▶ [TASK OBJECTIVE]: Report every line of the data that includes "tokio".

▶ [THE DATA]:
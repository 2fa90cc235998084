//! Application state and dependency injection.

mod account;
mod config;
mod post;
mod security;
mod seeder;
mod store;

use std::sync::Arc;

pub use crate::service::account::AccountService;
pub use crate::service::config::{ServiceConfig, ServiceConfigBuilder};
pub use crate::service::post::PostService;
pub use crate::service::security::{
    Clock, PasswordHasher, SessionClaims, SessionKeys, SessionKeysConfig, SystemClock,
};
pub use crate::service::seeder::{SEED_ACCOUNTS, SeedAccount, SeedOutcome, Seeder};
#[cfg(test)]
pub(crate) use crate::service::security::FixedClock;
#[cfg(test)]
pub(crate) use crate::service::store::MemoryStore;
pub use crate::service::store::{AccountStore, PgStore, PostStore};
// Re-export error types from crate root for convenience
pub use crate::{Error, Result};

/// Application state.
///
/// Used for the [`State`] extraction (dependency injection).
///
/// [`State`]: axum::extract::State
#[must_use = "state does nothing unless you use it"]
#[derive(Debug, Clone)]
pub struct ServiceState {
    // Domain services:
    pub account_service: AccountService,
    pub post_service: PostService,

    // Internal services:
    pub password_hasher: PasswordHasher,
    pub session_keys: SessionKeys,
}

impl ServiceState {
    /// Initializes application state from configuration.
    ///
    /// Validates the configuration and creates the Postgres pool; connections
    /// are opened on first use.
    pub fn from_config(service_config: &ServiceConfig) -> Result<Self> {
        service_config.validate()?;

        let store = Arc::new(PgStore::new(service_config.connect_postgres()?));
        let password_hasher = service_config.password_hasher()?;
        let session_keys = service_config.session_keys()?;

        Ok(Self::with_stores(
            store.clone(),
            store,
            password_hasher,
            session_keys,
        ))
    }

    /// Assembles application state over arbitrary stores.
    pub fn with_stores(
        account_store: Arc<dyn AccountStore>,
        post_store: Arc<dyn PostStore>,
        password_hasher: PasswordHasher,
        session_keys: SessionKeys,
    ) -> Self {
        Self {
            account_service: AccountService::new(
                account_store,
                password_hasher.clone(),
                session_keys.clone(),
            ),
            post_service: PostService::new(post_store),
            password_hasher,
            session_keys,
        }
    }
}

macro_rules! impl_di {
    ($($f:ident: $t:ty),+) => {$(
        impl axum::extract::FromRef<ServiceState> for $t {
            fn from_ref(state: &ServiceState) -> Self {
                state.$f.clone()
            }
        }
    )+};
}

// Domain services:
impl_di!(account_service: AccountService);
impl_di!(post_service: PostService);

// Internal services:
impl_di!(password_hasher: PasswordHasher);
impl_di!(session_keys: SessionKeys);
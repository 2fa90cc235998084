//! Authentication request types.

use serde::{Deserialize, Serialize};
use validator::Validate;

use super::validations::not_blank;

/// Request payload for registration.
#[must_use]
#[derive(Debug, Serialize, Deserialize, Validate)]
#[serde(rename_all = "camelCase")]
pub struct Register {
    /// Unique username, stored trimmed.
    #[validate(length(min = 1, max = 64), custom(function = "not_blank"))]
    pub username: String,

    /// Unique email address.
    #[validate(email)]
    #[validate(length(max = 254))]
    pub email: String,

    /// Plaintext password, hashed before it is stored.
    #[validate(length(min = 1, max = 1000))]
    pub password: String,
}

/// Request payload for login.
#[must_use]
#[derive(Debug, Serialize, Deserialize, Validate)]
#[serde(rename_all = "camelCase")]
pub struct Login {
    /// Email address of the account.
    #[validate(length(min = 1, max = 254))]
    pub email: String,

    /// Password of the account.
    #[validate(length(min = 1, max = 1000))]
    pub password: String,
}

#[cfg(test)]
mod tests {
    use super::*;

    #[test]
    fn register_rejects_invalid_email() {
        let request = Register {
            username: "alice".to_owned(),
            email: "not-an-email".to_owned(),
            password: "pw123".to_owned(),
        };
        assert!(request.validate().is_err());
    }

    #[test]
    fn register_accepts_valid_payload() {
        let request = Register {
            username: "alice".to_owned(),
            email: "alice@x.com".to_owned(),
            password: "pw123".to_owned(),
        };
        assert!(request.validate().is_ok());
    }

    #[test]
    fn register_rejects_blank_username() {
        let request = Register {
            username: "   ".to_owned(),
            email: "blank@x.com".to_owned(),
            password: "pw".to_owned(),
        };
        let errors = request.validate().unwrap_err();
        assert!(errors.field_errors().contains_key("username"));
    }

    #[test]
    fn login_requires_password() {
        let request = Login {
            email: "alice@x.com".to_owned(),
            password: String::new(),
        };
        assert!(request.validate().is_err());
    }
}
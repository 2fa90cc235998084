//! Authentication gate for protected routes.

use axum::Router;
use axum::extract::Request;
use axum::middleware::{Next, from_fn_with_state};
use axum::response::Response;

use crate::extract::AuthState;
use crate::service::ServiceState;

/// Tracing target for the authentication gate.
const TRACING_TARGET: &str = "scribe_server::middleware::authentication";

/// Extension trait for `axum::`[`Router`] to put routes behind the gate.
pub trait RouterAuthExt<S> {
    /// Requires a valid session token for every route of this router.
    fn with_authentication(self, state: ServiceState) -> Self;
}

impl<S> RouterAuthExt<S> for Router<S>
where
    S: Clone + Send + Sync + 'static,
{
    fn with_authentication(self, state: ServiceState) -> Self {
        self.route_layer(from_fn_with_state(state, require_authentication))
    }
}

/// Rejects requests without a valid bearer token.
///
/// The verified [`AuthState`] stays cached in the request extensions, so
/// handlers extracting it again do not re-validate the token.
pub async fn require_authentication(
    auth_state: AuthState,
    request: Request,
    next: Next,
) -> Response {
    tracing::trace!(
        target: TRACING_TARGET,
        subject = %auth_state.username(),
        path = %request.uri().path(),
        "authenticated request"
    );

    next.run(request).await
}
//! Bearer token authentication.
//!
//! - [`AuthHeader`] pulls the raw token out of `Authorization: Bearer <token>`
//! - [`AuthState`] verifies it against [`SessionKeys`] and exposes the claims
//!
//! Every failure is reported to the client as the same `401 Unauthorized`
//! body. The specific reason is only logged.
//!
//! [`SessionKeys`]: crate::service::SessionKeys

mod auth_header;
mod auth_state;

pub use self::auth_header::AuthHeader;
pub use self::auth_state::AuthState;

use crate::handler::{Error, ErrorKind};

/// The uniform rejection for unauthenticated requests.
pub(crate) fn authentication_required() -> Error<'static> {
    ErrorKind::Unauthorized.with_message("Authentication required.")
}
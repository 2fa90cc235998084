//! HTTP server startup and lifecycle management.

use std::future::{IntoFuture, pending};
use std::time::Instant;

use axum::Router;
use tokio::net::TcpListener;
use tokio::sync::oneshot;

use super::shutdown::shutdown_signal;
use super::{Result, ServerError};
use crate::config::ServerConfig;
use crate::{TRACING_TARGET_SERVER_SHUTDOWN, TRACING_TARGET_SERVER_STARTUP};

/// Binds the listener and serves `app` until a shutdown signal arrives.
///
/// In-flight requests get `shutdown_timeout` to finish once the signal is
/// received; the server stops regardless after that.
pub async fn serve(app: Router, server_config: ServerConfig) -> Result<()> {
    server_config
        .validate()
        .map_err(|err| ServerError::InvalidConfig(err.to_string()))?;

    let server_addr = server_config.server_addr();
    let listener = TcpListener::bind(server_addr).await.map_err(|err| {
        let error = ServerError::BindError {
            address: server_addr.to_string(),
            source: err,
        };
        tracing::error!(
            target: TRACING_TARGET_SERVER_STARTUP,
            error = %error,
            error_code = error.error_code(),
            suggestion = error.suggestion(),
            "failed to bind to address"
        );
        error
    })?;

    if server_config.binds_to_all_interfaces() {
        tracing::warn!(
            target: TRACING_TARGET_SERVER_STARTUP,
            "server bound to all interfaces, ensure firewall rules are configured"
        );
    }

    tracing::info!(
        target: TRACING_TARGET_SERVER_STARTUP,
        addr = %server_addr,
        "server is listening for connections"
    );

    let start_time = Instant::now();
    let (signal_tx, signal_rx) = oneshot::channel::<()>();
    let graceful = async move {
        shutdown_signal().await;
        let _ = signal_tx.send(());
    };

    let shutdown_timeout = server_config.shutdown_timeout();
    let deadline = async move {
        if signal_rx.await.is_err() {
            pending::<()>().await;
        }
        tracing::info!(
            target: TRACING_TARGET_SERVER_SHUTDOWN,
            timeout_secs = shutdown_timeout.as_secs(),
            "graceful shutdown initiated"
        );
        tokio::time::sleep(shutdown_timeout).await;
    };

    let server = axum::serve(listener, app)
        .with_graceful_shutdown(graceful)
        .into_future();

    tokio::select! {
        result = server => result.map_err(ServerError::Runtime)?,
        () = deadline => {
            tracing::warn!(
                target: TRACING_TARGET_SERVER_SHUTDOWN,
                "shutdown timeout elapsed, dropping remaining connections"
            );
        }
    }

    tracing::info!(
        target: TRACING_TARGET_SERVER_SHUTDOWN,
        uptime_secs = start_time.elapsed().as_secs(),
        "server shut down"
    );
    Ok(())
}
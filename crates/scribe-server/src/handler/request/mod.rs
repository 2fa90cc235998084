//! Request types for HTTP handlers.

mod authentications;
mod paginations;
mod paths;
mod posts;
mod validations;

pub use authentications::*;
pub use paginations::*;
pub use paths::*;
pub use posts::*;
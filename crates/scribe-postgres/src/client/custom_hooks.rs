//! Callbacks and hooks for [`diesel_async`] and [`deadpool`].

use std::time::Instant;

use deadpool::managed::{HookResult, Metrics};
use diesel::ConnectionResult;
use diesel_async::pooled_connection::{PoolError, PoolableConnection};
use diesel_async::{AsyncConnection, AsyncPgConnection};
use futures::FutureExt;
use futures::future::BoxFuture;

use super::pg_config::mask_url;
use crate::TRACING_TARGET_CONNECTION;

/// Establishes a new connection, logging the outcome and how long it took.
///
/// See [`ManagerConfig`] for more details.
///
/// [`ManagerConfig`]: diesel_async::pooled_connection::ManagerConfig
pub fn setup_callback<C>(addr: &str) -> BoxFuture<'_, ConnectionResult<C>>
where
    C: AsyncConnection + 'static,
{
    let start = Instant::now();
    let masked_addr = mask_url(addr);

    async move {
        let result = C::establish(addr).await;
        let elapsed_ms = start.elapsed().as_millis();

        match &result {
            Ok(_) => tracing::info!(
                target: TRACING_TARGET_CONNECTION,
                addr = %masked_addr,
                elapsed_ms,
                "Database connection established"
            ),
            Err(err) => tracing::error!(
                target: TRACING_TARGET_CONNECTION,
                addr = %masked_addr,
                elapsed_ms,
                error = %err,
                "Failed to establish database connection"
            ),
        }

        result
    }
    .boxed()
}

/// Called after a new connection has been added to the pool.
pub fn post_create(conn: &mut AsyncPgConnection, metrics: &Metrics) -> HookResult<PoolError> {
    tracing::debug!(
        target: TRACING_TARGET_CONNECTION,
        hook = "post_create",
        is_broken = conn.is_broken(),
        created_at = ?metrics.created,
        "Connection added to pool"
    );

    Ok(())
}

/// Called before a connection is handed out again.
pub fn pre_recycle(conn: &mut AsyncPgConnection, metrics: &Metrics) -> HookResult<PoolError> {
    if conn.is_broken() {
        tracing::warn!(
            target: TRACING_TARGET_CONNECTION,
            hook = "pre_recycle",
            recycle_count = metrics.recycle_count,
            "Connection is broken before recycling"
        );
    }

    Ok(())
}

/// Called after a connection has been recycled.
pub fn post_recycle(conn: &mut AsyncPgConnection, metrics: &Metrics) -> HookResult<PoolError> {
    if conn.is_broken() {
        tracing::error!(
            target: TRACING_TARGET_CONNECTION,
            hook = "post_recycle",
            recycle_count = metrics.recycle_count,
            "Connection is broken after recycling"
        );
    }

    Ok(())
}
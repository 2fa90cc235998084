#![forbid(unsafe_code)]
#![cfg_attr(docsrs, feature(doc_cfg))]
#![doc = include_str!("../README.md")]

// Tracing target constants for consistent logging.

/// Tracing target for client-related operations.
///
/// Use this target for logging client initialization, configuration, and lifecycle events.
pub const TRACING_TARGET_CLIENT: &str = "scribe_postgres::client";

/// Tracing target for database query operations.
///
/// Use this target for logging query execution, results, and query-related errors.
pub const TRACING_TARGET_QUERY: &str = "scribe_postgres::queries";

/// Tracing target for database connection operations.
///
/// Use this target for logging connection establishment, pool management, and connection errors.
pub const TRACING_TARGET_CONNECTION: &str = "scribe_postgres::connection";

mod client;
mod error;
pub mod model;
pub mod prelude;
pub mod query;
mod schema;
pub mod types;

pub use diesel_async::AsyncPgConnection as PgConnection;

pub use crate::client::{
    ConnectionPool, PgClient, PgConfig, PgConn, PgPoolStatus, PooledConnection,
};
pub use crate::error::{PgError, PgResult};
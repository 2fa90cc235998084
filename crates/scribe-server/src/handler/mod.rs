//! All `axum::`[`Router`]s with related `axum::`[`Handler`]s.
//!
//! Routes live under `/api/v1`. Registration and login are public; every
//! other API route sits behind [`require_authentication`].
//!
//! [`Router`]: axum::routing::Router
//! [`Handler`]: axum::handler::Handler
//! [`require_authentication`]: crate::middleware::require_authentication

mod accounts;
mod authentication;
mod error;
mod monitors;
mod posts;
pub mod request;
pub mod response;

use axum::Router;
use axum::response::{IntoResponse, Response};

pub use crate::handler::error::{Error, ErrorKind, Result};
pub use crate::handler::response::ErrorResponse;
use crate::middleware::RouterAuthExt;
use crate::service::ServiceState;

/// Prefix shared by every API route.
pub const API_PREFIX: &str = "/api/v1";

#[inline]
async fn handler() -> Response {
    ErrorKind::NotFound.into_response()
}

fn private_routes() -> Router<ServiceState> {
    Router::new()
        .merge(accounts::routes())
        .merge(posts::routes())
}

fn public_routes() -> Router<ServiceState> {
    Router::new().merge(authentication::routes())
}

/// Returns the complete application router.
///
/// The router still needs its state, see [`Router::with_state`].
pub fn routes(state: ServiceState) -> Router<ServiceState> {
    let private_router = private_routes().with_authentication(state);

    let api_router = Router::new()
        .merge(private_router)
        .merge(public_routes());

    Router::new()
        .nest(API_PREFIX, api_router)
        .merge(monitors::routes())
        .fallback(handler)
}

#[cfg(test)]
pub(crate) mod test {
    use std::sync::Arc;

    use axum::Router;
    use axum_test::TestServer;

    use crate::handler::routes;
    use crate::service::{
        Clock, MemoryStore, PasswordHasher, ServiceState, SessionKeys, SessionKeysConfig,
        SystemClock,
    };

    pub const TEST_SECRET: &str = "test-secret";

    /// Session keys sharing the test secret, driven by the given clock.
    pub fn create_test_keys(clock: Arc<dyn Clock>) -> anyhow::Result<SessionKeys> {
        let config = SessionKeysConfig::new(TEST_SECRET);
        Ok(SessionKeys::with_clock(&config, clock)?)
    }

    /// State over an in-memory store with the cheapest hash cost.
    pub fn create_test_state() -> anyhow::Result<ServiceState> {
        let store = Arc::new(MemoryStore::new());
        let password_hasher = PasswordHasher::new(8)?;
        let session_keys = create_test_keys(Arc::new(SystemClock))?;

        Ok(ServiceState::with_stores(
            store.clone(),
            store,
            password_hasher,
            session_keys,
        ))
    }

    pub async fn create_test_server_with_router(
        router: impl Fn(ServiceState) -> Router<ServiceState>,
    ) -> anyhow::Result<TestServer> {
        let state = create_test_state()?;
        let router = router(state.clone());
        create_test_server_with_state(router, state).await
    }

    pub async fn create_test_server_with_state(
        router: Router<ServiceState>,
        state: ServiceState,
    ) -> anyhow::Result<TestServer> {
        let app = router.with_state(state);
        let server = TestServer::new(app)?;
        Ok(server)
    }

    pub async fn create_test_server() -> anyhow::Result<TestServer> {
        create_test_server_with_router(routes).await
    }

    /// Issues a session token for `username` with the state's keys.
    pub fn issue_token(state: &ServiceState, username: &str) -> anyhow::Result<String> {
        Ok(state.session_keys.issue(username)?)
    }

    #[tokio::test]
    async fn handlers() -> anyhow::Result<()> {
        let server = create_test_server().await?;
        assert!(server.is_running());
        Ok(())
    }

    #[tokio::test]
    async fn unknown_route_is_json_not_found() -> anyhow::Result<()> {
        let server = create_test_server().await?;

        let response = server.get("/api/v1/nothing-here").await;
        response.assert_status_not_found();

        let body: serde_json::Value = response.json();
        assert_eq!(body["name"], "not_found");
        Ok(())
    }
}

▶ [ANSWER BOX]:
use tokio::net::TcpListener;
use tokio::sync::oneshot;
        tokio::time::sleep(shutdown_timeout).await;
    tokio::select! {
    #[tokio::test]
    #[tokio::test]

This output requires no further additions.